14/02/2018
James Sacré, Dans la parole de l'autre
Un long mur de livres
À Antoine Emaz
1 En deça
On attend
Ça n’est pas forcément un mur
Qu’on a devant soi
Aussi bien
L’indécise couleur d’une glycine (dans un autre livre)
J’ai cru qu’Antoine passait
(« On respire déjà mieux d’écrire » dit-il) passait
À travers le mur. Entre la pierre et quelles fleurs ?

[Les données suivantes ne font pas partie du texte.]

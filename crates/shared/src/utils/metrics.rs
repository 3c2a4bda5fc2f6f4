use prometheus_client::metrics::histogram::Histogram;
use prometheus_client::metrics::{counter::Counter, family::Family, gauge::Gauge};
use prometheus_client::registry::Registry;
use prometheus_client_derive_encode::{EncodeLabelSet, EncodeLabelValue};
use std::{
    fs,
    sync::Arc,
    time::{Duration, SystemTime, UNIX_EPOCH},
};
use sysinfo::{Pid, ProcessesToUpdate, System};

fn read_thread_count(pid: u32) -> Option<i64> {
    let contents = fs::read_to_string(format!("/proc/{pid}/status")).ok()?;
    contents
        .lines()
        .find(|line| line.starts_with("Threads:"))
        .and_then(|line| line.split_whitespace().nth(1))
        .and_then(|count| count.parse::<i64>().ok())
}

#[derive(Debug, Clone)]
pub struct SystemMetrics {
    pub memory_resident_bytes: Gauge,
    pub memory_virtual_bytes: Gauge,
    pub thread_count: Gauge,
    pub process_start_time: Gauge,
}

impl Default for SystemMetrics {
    fn default() -> Self {
        Self::new()
    }
}

impl SystemMetrics {
    pub fn new() -> Self {
        let start_time = SystemTime::now()
            .duration_since(UNIX_EPOCH)
            .map(|d| d.as_secs())
            .unwrap_or_default();

        let metrics = Self {
            memory_resident_bytes: Gauge::default(),
            memory_virtual_bytes: Gauge::default(),
            thread_count: Gauge::default(),
            process_start_time: Gauge::default(),
        };

        metrics.process_start_time.set(start_time as i64);
        metrics
    }

    pub fn register(&self, registry: &mut Registry) {
        registry.register(
            "process_resident_memory_bytes",
            "Resident memory size in bytes",
            self.memory_resident_bytes.clone(),
        );
        registry.register(
            "process_virtual_memory_bytes",
            "Virtual memory size in bytes",
            self.memory_virtual_bytes.clone(),
        );
        registry.register(
            "process_threads",
            "Number of OS threads in the process",
            self.thread_count.clone(),
        );
        registry.register(
            "process_start_time_seconds",
            "Start time of the process since unix epoch in seconds",
            self.process_start_time.clone(),
        );
    }

    pub fn update_metrics(&self, sys: &mut System) {
        let pid = std::process::id();
        sys.refresh_processes(ProcessesToUpdate::Some(&[Pid::from_u32(pid)]), true);

        if let Some(process) = sys.process(Pid::from_u32(pid)) {
            self.memory_resident_bytes.set(process.memory() as i64);
            self.memory_virtual_bytes
                .set(process.virtual_memory() as i64);
        }

        if let Some(threads) = read_thread_count(pid) {
            self.thread_count.set(threads);
        }
    }
}

#[derive(Clone, Debug, Hash, PartialEq, Eq, EncodeLabelValue)]
pub enum Method {
    Get,
    Post,
}

#[derive(Clone, Debug, Hash, PartialEq, Eq, EncodeLabelValue)]
pub enum Status {
    Success,
    Error,
}

#[derive(Clone, Debug, Hash, PartialEq, Eq, EncodeLabelSet)]
pub struct Labels {
    pub method: Method,
    pub operation: String,
    pub status: Status,
}

#[derive(Clone, Debug)]
pub struct Metrics {
    pub request_counter: Family<Labels, Counter>,
    pub request_duration: Family<Labels, Histogram>,
}

impl Default for Metrics {
    fn default() -> Self {
        Self::new()
    }
}

impl Metrics {
    pub fn new() -> Self {
        Self {
            request_counter: Family::default(),
            request_duration: Family::new_with_constructor(|| {
                Histogram::new(
                    [0.001, 0.005, 0.01, 0.025, 0.05, 0.1, 0.25, 0.5, 1.0, 2.5].into_iter(),
                )
            }),
        }
    }

    /// Registers both families under `{prefix}_request_counter` and
    /// `{prefix}_request_duration`.
    pub fn register(&self, registry: &mut Registry, prefix: &str) {
        registry.register(
            format!("{prefix}_request_counter"),
            format!("Total number of requests handled by {prefix}"),
            self.request_counter.clone(),
        );
        registry.register(
            format!("{prefix}_request_duration"),
            format!("Histogram of request durations for {prefix}"),
            self.request_duration.clone(),
        );
    }

    pub fn record(&self, method: Method, operation: &str, status: Status, duration_secs: f64) {
        let labels = Labels {
            method,
            operation: operation.to_string(),
            status,
        };
        self.request_counter.get_or_create(&labels).inc();
        self.request_duration
            .get_or_create(&labels)
            .observe(duration_secs);
    }
}

pub async fn run_metrics_collector(system_metrics: Arc<SystemMetrics>) {
    let mut sys = System::new();
    let mut interval = tokio::time::interval(Duration::from_secs(15));
    loop {
        interval.tick().await;
        system_metrics.update_metrics(&mut sys);
    }
}

#[cfg(test)]
mod tests {
    use super::*;
    use prometheus_client::encoding::text::encode;

    #[test]
    fn recorded_requests_show_up_in_the_registry() {
        let mut registry = Registry::default();
        let metrics = Metrics::new();
        metrics.register(&mut registry, "inventory_service");

        metrics.record(Method::Post, "reserve", Status::Success, 0.002);
        metrics.record(Method::Post, "reserve", Status::Success, 0.004);

        let mut buffer = String::new();
        encode(&mut buffer, &registry).unwrap();

        assert!(buffer.contains("inventory_service_request_counter_total"));
        assert!(buffer.contains(r#"operation="reserve""#));
        assert!(buffer.contains(r#"status="Success""#));
    }
}
mod error;
mod http;
mod repository;
mod service;

pub use self::error::ErrorResponse;
pub use self::http::HttpError;
pub use self::repository::RepositoryError;
pub use self::service::ServiceError;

Le bouquet d’iris ou le cerisier.
Là devant.
Et passe-t-il vraiment
D’un titre au suivant dans le livre ?
Poème du mur
Poème de la fatigue
Un long mur de titres
Poème des dunes
Poème d’une énergie contenue (dedans, pâle, hébétude)
La fin, les chiens
On arrive au bout du livre
Un autre sera bientôt là.
Devant. Plus loin.
Tout continue. On écrit toujours
En deçà.
En deçà
Où le présent craint. « les chiens jaunes ». Je me
souviens :
Retour d’école tous les soirs avec la peur
Pour passer devant cette chienne de chez le voisin
Méfiante et méchante. Le petit fauve, l’allure basse.
Si je l’entends encore
Maintenant ! J’ai le dos
Contre un poème d’Antoine Emaz, le mur de son poème
Contre. Et précautions.
James Sacré, Dans la parole de l’autre (livret 1), Rougier V, 2018, p. 4-5.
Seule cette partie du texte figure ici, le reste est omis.